For Oliver’s mum and dad, early years experts, the 109,000 people angry enough about the issue to sign the petition and, I suspect, most parents, these vital regulations help to protect the safety of children. I think everyone will agree that providing childcare comes with immense responsibility. From playtime to lunchtime to cleaning and changing, there are ever-present hazards for children. I am a mother of three, and I cannot imagine safely looking after four two-year-olds, unless they were kept in a contained space, with limited opportunity for physical movement and no opportunity for play, and away from all hazards. Of course, early years staff know the risks, and spend every working hour protecting children from them, but there is genuine apprehension that that may not be possible under the revised ratios.

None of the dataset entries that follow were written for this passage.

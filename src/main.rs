//! doxmd — render Doxygen XML class documentation into a README template.
//!
//! Runs doxygen, parses the generated XML export into one record per
//! class, orders the records base-first, renders Markdown, and injects the
//! result plus a directory listing into the template's AUTODOC blocks.

mod inject;
mod model;
mod parser;
mod render;
mod sort;
mod tree;

use anyhow::{bail, Context, Result};
use clap::Parser;
use std::fs;
use std::path::{Path, PathBuf};
use std::process::Command;

#[derive(Parser)]
#[command(
    name = "doxmd",
    about = "Generate README API documentation from a Doxygen XML export"
)]
struct Cli {
    /// Doxygen XML output directory
    #[arg(long, default_value = "docs/xml")]
    xml_dir: PathBuf,

    /// Template containing the two AUTODOC marker blocks
    #[arg(long, default_value = "README.template.md")]
    template: PathBuf,

    /// Final rendered file
    #[arg(long, default_value = "README.md")]
    output: PathBuf,

    /// Doxygen configuration file
    #[arg(long, default_value = "Doxyfile")]
    doxyfile: PathBuf,

    /// Project root for the directory listing and its .gitignore
    #[arg(long, default_value = ".")]
    root: PathBuf,

    /// Reuse an existing XML export instead of invoking doxygen
    #[arg(long)]
    skip_doxygen: bool,
}

/// Resolved pipeline configuration.
struct Config {
    export_root: PathBuf,
    template_path: PathBuf,
    output_path: PathBuf,
    project_root: PathBuf,
}

fn main() -> Result<()> {
    let cli = Cli::parse();

    if !cli.skip_doxygen {
        run_doxygen(&cli.doxyfile)?;
    }

    run(&Config {
        export_root: cli.xml_dir,
        template_path: cli.template,
        output_path: cli.output,
        project_root: cli.root,
    })
}

/// Invoke the external extractor. A failed spawn and a non-zero exit are
/// both fatal: without a fresh export there is nothing to render.
fn run_doxygen(doxyfile: &Path) -> Result<()> {
    println!("Running doxygen...");
    let status = Command::new("doxygen")
        .arg(doxyfile)
        .status()
        .context("failed to invoke doxygen")?;
    if !status.success() {
        bail!("doxygen exited with {}", status);
    }
    Ok(())
}

/// One pass: export → records → order → Markdown → template → disk.
fn run(config: &Config) -> Result<()> {
    let classes = parser::load_classes(&config.export_root)?;
    let classes = sort::sort_classes(classes);
    let api_docs = render::render(&classes);

    let patterns = tree::gitignore_patterns(&config.project_root.join(".gitignore"));
    let listing = tree::directory_tree(&config.project_root, &patterns);

    let template = fs::read_to_string(&config.template_path)
        .with_context(|| format!("failed to read template: {}", config.template_path.display()))?;
    let final_doc = inject::inject_two_blocks(&template, &listing, &api_docs)?;

    fs::write(&config.output_path, final_doc)
        .with_context(|| format!("failed to write {}", config.output_path.display()))?;

    println!("Wrote {}", config.output_path.display());
    Ok(())
}
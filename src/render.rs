//! Markdown renderer for the ordered class list.
//!
//! One `##` block per class: member variables as a bullet list, member
//! functions as `####` signature headings with parameter and return
//! tables, a `---` rule closing each class.

use crate::model::{ClassRecord, Member};
use regex::Regex;

/// Render the full document.
pub fn render(classes: &[ClassRecord]) -> String {
    let mut out = String::new();
    for class in classes {
        render_class(&mut out, class);
    }
    out
}

fn render_class(out: &mut String, class: &ClassRecord) {
    out.push_str(&format!("## {}\n\n", class.name));

    if !class.variables.is_empty() {
        out.push_str("### Member Variables\n\n");
        for variable in &class.variables {
            render_variable(out, variable);
        }
        out.push('\n');
    }

    if !class.functions.is_empty() {
        out.push_str("### Member Functions\n\n");
        for function in &class.functions {
            render_function(out, function);
        }
    }

    out.push_str("\n---\n\n");
}

fn render_variable(out: &mut String, member: &Member) {
    let ty = variable_type(member);
    let line_text = if member.brief.is_empty() {
        member.detailed.as_str()
    } else {
        member.brief.as_str()
    };

    if ty.is_empty() {
        out.push_str(&format!("- `{}`: {}\n", member.name, line_text));
    } else {
        out.push_str(&format!("- `{}` `{}`: {}\n", ty, member.name, line_text));
    }

    // longer @details text becomes its own indented paragraph
    if !member.detailed.is_empty() && member.detailed != line_text {
        out.push_str(&format!("  \n  {}\n", member.detailed));
    }
}

fn render_function(out: &mut String, func: &Member) {
    out.push_str(&format!("#### `{}`\n\n", func.signature));

    if !func.brief.is_empty() {
        out.push_str(&format!("{}\n\n", func.brief));
    }
    if !func.detailed.is_empty() {
        out.push_str(&format!("{}\n\n", func.detailed));
    }

    if !func.parameters.is_empty() {
        out.push_str("#### Parameters\n\n");
        out.push_str("| Name | Type | Description |\n");
        out.push_str("|------|------|-------------|\n");
        for p in &func.parameters {
            out.push_str(&format!("| `{}` | `{}` | {} |\n", p.name, p.ty, p.description));
        }
        out.push('\n');
    }

    if !func.return_description.is_empty() {
        out.push_str("#### Return\n\n");
        out.push_str("| Type | Description |\n");
        out.push_str("|--------|-------------|\n");
        out.push_str(&format!(
            "| {} | {} |\n\n",
            func.return_type, func.return_description
        ));
    }
}

/// Best-effort type text for a variable: everything before the trailing
/// scope-qualified name in its declaration, falling back to the recorded
/// type field when nothing is left.
///
/// TODO: on the no-match path, a type containing the variable's own name
/// as a substring gets mangled by the global strip; anchor the strip to
/// the final identifier token instead.
fn variable_type(member: &Member) -> String {
    let pattern = format!(r"^(.*?)(?:\w+::)*{}$", regex::escape(&member.name));
    let derived = Regex::new(&pattern)
        .ok()
        .and_then(|re| {
            re.captures(&member.signature)
                .map(|caps| caps.get(1).map_or("", |m| m.as_str()).trim().to_string())
        })
        .unwrap_or_else(|| member.signature.replace(&member.name, "").trim().to_string());
    if derived.is_empty() {
        member.return_type.clone()
    } else {
        derived
    }
}

#[cfg(test)]
mod tests {
    use super::*;
    use crate::model::{MemberKind, Parameter};

    fn variable(name: &str, signature: &str, ty: &str, brief: &str, detailed: &str) -> Member {
        Member {
            kind: MemberKind::Attribute,
            name: name.to_string(),
            signature: signature.to_string(),
            brief: brief.to_string(),
            detailed: detailed.to_string(),
            parameters: Vec::new(),
            return_description: String::new(),
            return_type: ty.to_string(),
        }
    }

    fn function(name: &str, signature: &str) -> Member {
        Member {
            kind: MemberKind::PublicFunction,
            name: name.to_string(),
            signature: signature.to_string(),
            brief: String::new(),
            detailed: String::new(),
            parameters: Vec::new(),
            return_description: String::new(),
            return_type: String::new(),
        }
    }

    #[test]
    fn type_from_scoped_declaration() {
        let v = variable("count", "int Derived::count", "int", "counter", "");
        assert_eq!(variable_type(&v), "int");
    }

    #[test]
    fn type_with_scoped_qualifier() {
        let v = variable("count", "std::size_t count", "std::size_t", "", "");
        assert_eq!(variable_type(&v), "std::size_t");
    }

    #[test]
    fn type_falls_back_to_recorded_field() {
        let v = variable("count", "count", "int", "", "");
        assert_eq!(variable_type(&v), "int");
    }

    #[test]
    fn variable_line_with_type_and_brief() {
        let mut out = String::new();
        render_variable(
            &mut out,
            &variable("count", "int Derived::count", "int", "counter", ""),
        );
        assert_eq!(out, "- `int` `count`: counter\n");
    }

    #[test]
    fn variable_line_falls_back_to_detailed() {
        let mut out = String::new();
        render_variable(
            &mut out,
            &variable("count", "int Derived::count", "int", "", "frame counter"),
        );
        assert_eq!(out, "- `int` `count`: frame counter\n");
    }

    #[test]
    fn distinct_detailed_gets_its_own_paragraph() {
        let mut out = String::new();
        render_variable(
            &mut out,
            &variable(
                "count",
                "int Derived::count",
                "int",
                "counter",
                "Incremented once per frame.",
            ),
        );
        assert_eq!(
            out,
            "- `int` `count`: counter\n  \n  Incremented once per frame.\n"
        );
    }

    #[test]
    fn function_without_params_or_return_has_no_tables() {
        let mut out = String::new();
        render_function(&mut out, &function("greet", "void Base::greet"));
        assert!(out.starts_with("#### `void Base::greet`\n\n"));
        assert!(!out.contains("#### Parameters"));
        assert!(!out.contains("#### Return"));
    }

    #[test]
    fn parameter_and_return_tables() {
        let mut f = function("resize", "bool Engine::resize");
        f.parameters.push(Parameter {
            name: "width".to_string(),
            ty: "int".to_string(),
            description: "new width".to_string(),
        });
        f.return_type = "bool".to_string();
        f.return_description = "true when the surface changed".to_string();

        let mut out = String::new();
        render_function(&mut out, &f);
        assert!(out.contains("| Name | Type | Description |\n"));
        assert!(out.contains("| `width` | `int` | new width |\n"));
        assert!(out.contains("#### Return\n"));
        assert!(out.contains("| bool | true when the surface changed |\n"));
    }

    #[test]
    fn class_block_layout() {
        let class = ClassRecord {
            name: "Base".to_string(),
            base_names: Vec::new(),
            functions: vec![function("greet", "void Base::greet")],
            variables: Vec::new(),
        };
        let doc = render(&[class]);
        assert!(doc.starts_with("## Base\n\n### Member Functions\n\n"));
        assert!(doc.ends_with("\n---\n\n"));
        assert!(!doc.contains("Member Variables"));
    }

    #[test]
    fn memberless_class_is_heading_and_rule() {
        let class = ClassRecord {
            name: "Empty".to_string(),
            ..Default::default()
        };
        assert_eq!(render(&[class]), "## Empty\n\n\n---\n\n");
    }
}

A sense of acute concern came through to me in conversations that I had ahead of the debate. The warning from early years experts could not have been more stark: deregulating childcare ratios without making significant changes to training and funding will put the safety of young children at unacceptable risk. Staff are reportedly already leaving the sector because of the stress, and the overwhelming sense of responsibility to protect the best interests of children. Relaxing childcare ratios would heighten the potential for an accident, and increase the chances of an accident leading to an emergency. Parents share that fear.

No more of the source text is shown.